(Study material begins)

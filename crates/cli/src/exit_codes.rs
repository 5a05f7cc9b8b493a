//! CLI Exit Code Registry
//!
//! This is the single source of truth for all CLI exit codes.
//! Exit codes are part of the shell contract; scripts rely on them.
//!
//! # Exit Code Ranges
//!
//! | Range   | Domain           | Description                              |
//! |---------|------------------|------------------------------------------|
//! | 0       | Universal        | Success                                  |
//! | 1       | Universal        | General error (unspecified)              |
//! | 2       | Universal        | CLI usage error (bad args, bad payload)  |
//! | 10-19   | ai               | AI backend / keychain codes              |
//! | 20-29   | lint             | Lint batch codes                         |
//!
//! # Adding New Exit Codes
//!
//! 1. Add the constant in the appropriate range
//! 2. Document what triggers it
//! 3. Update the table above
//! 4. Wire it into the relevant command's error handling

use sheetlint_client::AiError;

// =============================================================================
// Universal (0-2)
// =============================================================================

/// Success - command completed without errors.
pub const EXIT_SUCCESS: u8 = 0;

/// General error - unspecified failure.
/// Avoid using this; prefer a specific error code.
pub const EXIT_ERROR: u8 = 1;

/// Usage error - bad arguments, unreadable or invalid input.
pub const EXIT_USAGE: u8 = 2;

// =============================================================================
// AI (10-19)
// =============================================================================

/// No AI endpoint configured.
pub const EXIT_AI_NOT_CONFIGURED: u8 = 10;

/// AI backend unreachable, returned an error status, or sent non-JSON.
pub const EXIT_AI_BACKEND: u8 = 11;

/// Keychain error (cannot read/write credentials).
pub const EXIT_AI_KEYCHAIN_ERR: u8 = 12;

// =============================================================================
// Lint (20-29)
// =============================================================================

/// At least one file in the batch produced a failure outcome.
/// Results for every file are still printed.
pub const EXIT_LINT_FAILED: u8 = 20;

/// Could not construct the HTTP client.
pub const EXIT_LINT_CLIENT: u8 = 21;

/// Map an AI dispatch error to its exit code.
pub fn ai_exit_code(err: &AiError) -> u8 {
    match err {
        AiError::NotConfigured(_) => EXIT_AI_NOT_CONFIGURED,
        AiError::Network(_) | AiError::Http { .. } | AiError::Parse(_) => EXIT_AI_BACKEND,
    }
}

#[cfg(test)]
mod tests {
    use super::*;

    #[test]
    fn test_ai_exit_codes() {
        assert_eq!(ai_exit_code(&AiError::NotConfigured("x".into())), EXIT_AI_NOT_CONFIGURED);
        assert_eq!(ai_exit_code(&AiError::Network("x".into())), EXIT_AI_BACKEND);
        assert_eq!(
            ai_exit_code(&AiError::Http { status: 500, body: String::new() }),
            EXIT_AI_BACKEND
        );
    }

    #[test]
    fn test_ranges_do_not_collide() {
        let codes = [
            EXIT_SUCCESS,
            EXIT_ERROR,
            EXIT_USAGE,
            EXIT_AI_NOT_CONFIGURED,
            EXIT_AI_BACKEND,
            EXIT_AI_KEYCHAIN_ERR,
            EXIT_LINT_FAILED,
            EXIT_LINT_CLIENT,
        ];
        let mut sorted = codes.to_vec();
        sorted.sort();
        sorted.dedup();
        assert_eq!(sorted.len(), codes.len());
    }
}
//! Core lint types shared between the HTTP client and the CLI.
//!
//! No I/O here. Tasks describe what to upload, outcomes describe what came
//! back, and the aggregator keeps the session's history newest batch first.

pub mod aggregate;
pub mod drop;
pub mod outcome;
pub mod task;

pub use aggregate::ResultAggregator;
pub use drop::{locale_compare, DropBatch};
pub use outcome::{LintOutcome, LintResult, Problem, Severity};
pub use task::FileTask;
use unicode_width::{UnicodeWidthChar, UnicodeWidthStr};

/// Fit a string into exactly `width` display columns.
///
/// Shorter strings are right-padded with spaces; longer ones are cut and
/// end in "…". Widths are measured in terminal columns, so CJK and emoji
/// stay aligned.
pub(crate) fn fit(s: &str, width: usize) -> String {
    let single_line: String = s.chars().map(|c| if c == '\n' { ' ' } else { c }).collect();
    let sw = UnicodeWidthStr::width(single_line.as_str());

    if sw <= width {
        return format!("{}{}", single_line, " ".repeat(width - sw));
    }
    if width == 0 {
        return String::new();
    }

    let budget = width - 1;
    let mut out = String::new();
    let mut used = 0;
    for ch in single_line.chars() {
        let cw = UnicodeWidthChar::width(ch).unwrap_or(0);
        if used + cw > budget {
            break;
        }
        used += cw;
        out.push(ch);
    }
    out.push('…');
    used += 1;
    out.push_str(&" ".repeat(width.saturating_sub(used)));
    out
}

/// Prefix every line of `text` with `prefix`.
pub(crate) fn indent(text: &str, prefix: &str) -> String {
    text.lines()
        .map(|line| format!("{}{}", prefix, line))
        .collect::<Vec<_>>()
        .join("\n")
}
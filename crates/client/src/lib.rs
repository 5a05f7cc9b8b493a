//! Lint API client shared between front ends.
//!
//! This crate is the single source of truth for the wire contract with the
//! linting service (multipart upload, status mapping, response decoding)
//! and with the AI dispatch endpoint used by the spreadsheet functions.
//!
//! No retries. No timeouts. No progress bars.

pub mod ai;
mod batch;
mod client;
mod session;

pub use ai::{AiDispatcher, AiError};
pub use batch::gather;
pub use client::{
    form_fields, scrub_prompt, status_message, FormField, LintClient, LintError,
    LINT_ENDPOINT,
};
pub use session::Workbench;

(Study material ends)

The records above should be given again in full, exactly as written.

__Reply to the exercise__.
filename crates/cli/src/exit_codes.rs
repository 5a05f7cc9b8b493a
//! CLI Exit Code Registry
//!
//! This is the single source of truth for all CLI exit codes.
//! Exit codes are part of the shell contract; scripts rely on them.
//!
//! # Exit Code Ranges
//!
//! | Range   | Domain           | Description                              |
//! |---------|------------------|------------------------------------------|
//! | 0       | Universal        | Success                                  |
//! | 1       | Universal        | General error (unspecified)              |
//! | 2       | Universal        | CLI usage error (bad args, bad payload)  |
//! | 10-19   | ai               | AI backend / keychain codes              |
//! | 20-29   | lint             | Lint batch codes                         |
//!
//! # Adding New Exit Codes
//!
//! 1. Add the constant in the appropriate range
//! 2. Document what triggers it
//! 3. Update the table above
//! 4. Wire it into the relevant command's error handling

use sheetlint_client::AiError;

// =============================================================================
// Universal (0-2)
// =============================================================================

/// Success - command completed without errors.
pub const EXIT_SUCCESS: u8 = 0;

/// General error - unspecified failure.
/// Avoid using this; prefer a specific error code.
pub const EXIT_ERROR: u8 = 1;

/// Usage error - bad arguments, unreadable or invalid input.
pub const EXIT_USAGE: u8 = 2;

// =============================================================================
// AI (10-19)
// =============================================================================

/// No AI endpoint configured.
pub const EXIT_AI_NOT_CONFIGURED: u8 = 10;

/// AI backend unreachable, returned an error status, or sent non-JSON.
pub const EXIT_AI_BACKEND: u8 = 11;

/// Keychain error (cannot read/write credentials).
pub const EXIT_AI_KEYCHAIN_ERR: u8 = 12;

// =============================================================================
// Lint (20-29)
// =============================================================================

/// At least one file in the batch produced a failure outcome.
/// Results for every file are still printed.
pub const EXIT_LINT_FAILED: u8 = 20;

/// Could not construct the HTTP client.
pub const EXIT_LINT_CLIENT: u8 = 21;

/// Map an AI dispatch error to its exit code.
pub fn ai_exit_code(err: &AiError) -> u8 {
    match err {
        AiError::NotConfigured(_) => EXIT_AI_NOT_CONFIGURED,
        AiError::Network(_) | AiError::Http { .. } | AiError::Parse(_) => EXIT_AI_BACKEND,
    }
}

#[cfg(test)]
mod tests {
    use super::*;

    #[test]
    fn test_ai_exit_codes() {
        assert_eq!(ai_exit_code(&AiError::NotConfigured("x".into())), EXIT_AI_NOT_CONFIGURED);
        assert_eq!(ai_exit_code(&AiError::Network("x".into())), EXIT_AI_BACKEND);
        assert_eq!(
            ai_exit_code(&AiError::Http { status: 500, body: String::new() }),
            EXIT_AI_BACKEND
        );
    }

    #[test]
    fn test_ranges_do_not_collide() {
        let codes = [
            EXIT_SUCCESS,
            EXIT_ERROR,
            EXIT_USAGE,
            EXIT_AI_NOT_CONFIGURED,
            EXIT_AI_BACKEND,
            EXIT_AI_KEYCHAIN_ERR,
            EXIT_LINT_FAILED,
            EXIT_LINT_CLIENT,
        ];
        let mut sorted = codes.to_vec();
        sorted.sort();
        sorted.dedup();
        assert_eq!(sorted.len(), codes.len());
    }
}
//! Core lint types shared between the HTTP client and the CLI.
//!
//! No I/O here. Tasks describe what to upload, outcomes describe what came
//! back, and the aggregator keeps the session's history newest batch first.

pub mod aggregate;
pub mod drop;
pub mod outcome;
pub mod task;

pub use aggregate::ResultAggregator;
pub use drop::{locale_compare, DropBatch};
pub use outcome::{LintOutcome, LintResult, Problem, Severity};
pub use task::FileTask;
use unicode_width::{UnicodeWidthChar, UnicodeWidthStr};

/// Fit a string into exactly `width` display columns.
///
/// Shorter strings are right-padded with spaces; longer ones are cut and
/// end in "…". Widths are measured in terminal columns, so CJK and emoji
/// stay aligned.
pub(crate) fn fit(s: &str, width: usize) -> String {
    let single_line: String = s.chars().map(|c| if c == '\n' { ' ' } else { c }).collect();
    let sw = UnicodeWidthStr::width(single_line.as_str());

    if sw <= width {
        return format!("{}{}", single_line, " ".repeat(width - sw));
    }
    if width == 0 {
        return String::new();
    }

    let budget = width - 1;
    let mut out = String::new();
    let mut used = 0;
    for ch in single_line.chars() {
        let cw = UnicodeWidthChar::width(ch).unwrap_or(0);
        if used + cw > budget {
            break;
        }
        used += cw;
        out.push(ch);
    }
    out.push('…');
    used += 1;
    out.push_str(&" ".repeat(width.saturating_sub(used)));
    out
}

/// Prefix every line of `text` with `prefix`.
pub(crate) fn indent(text: &str, prefix: &str) -> String {
    text.lines()
        .map(|line| format!("{}{}", prefix, line))
        .collect::<Vec<_>>()
        .join("\n")
}
filename crates/client/src/lib.rs
repository 5a05f7cc9b8b493a
//! Lint API client shared between front ends.
//!
//! This crate is the single source of truth for the wire contract with the
//! linting service (multipart upload, status mapping, response decoding)
//! and with the AI dispatch endpoint used by the spreadsheet functions.
//!
//! No retries. No timeouts. No progress bars.

pub mod ai;
mod batch;
mod client;
mod session;

pub use ai::{AiDispatcher, AiError};
pub use batch::gather;
pub use client::{
    form_fields, scrub_prompt, status_message, FormField, LintClient, LintError,
    LINT_ENDPOINT,
};
pub use session::Workbench;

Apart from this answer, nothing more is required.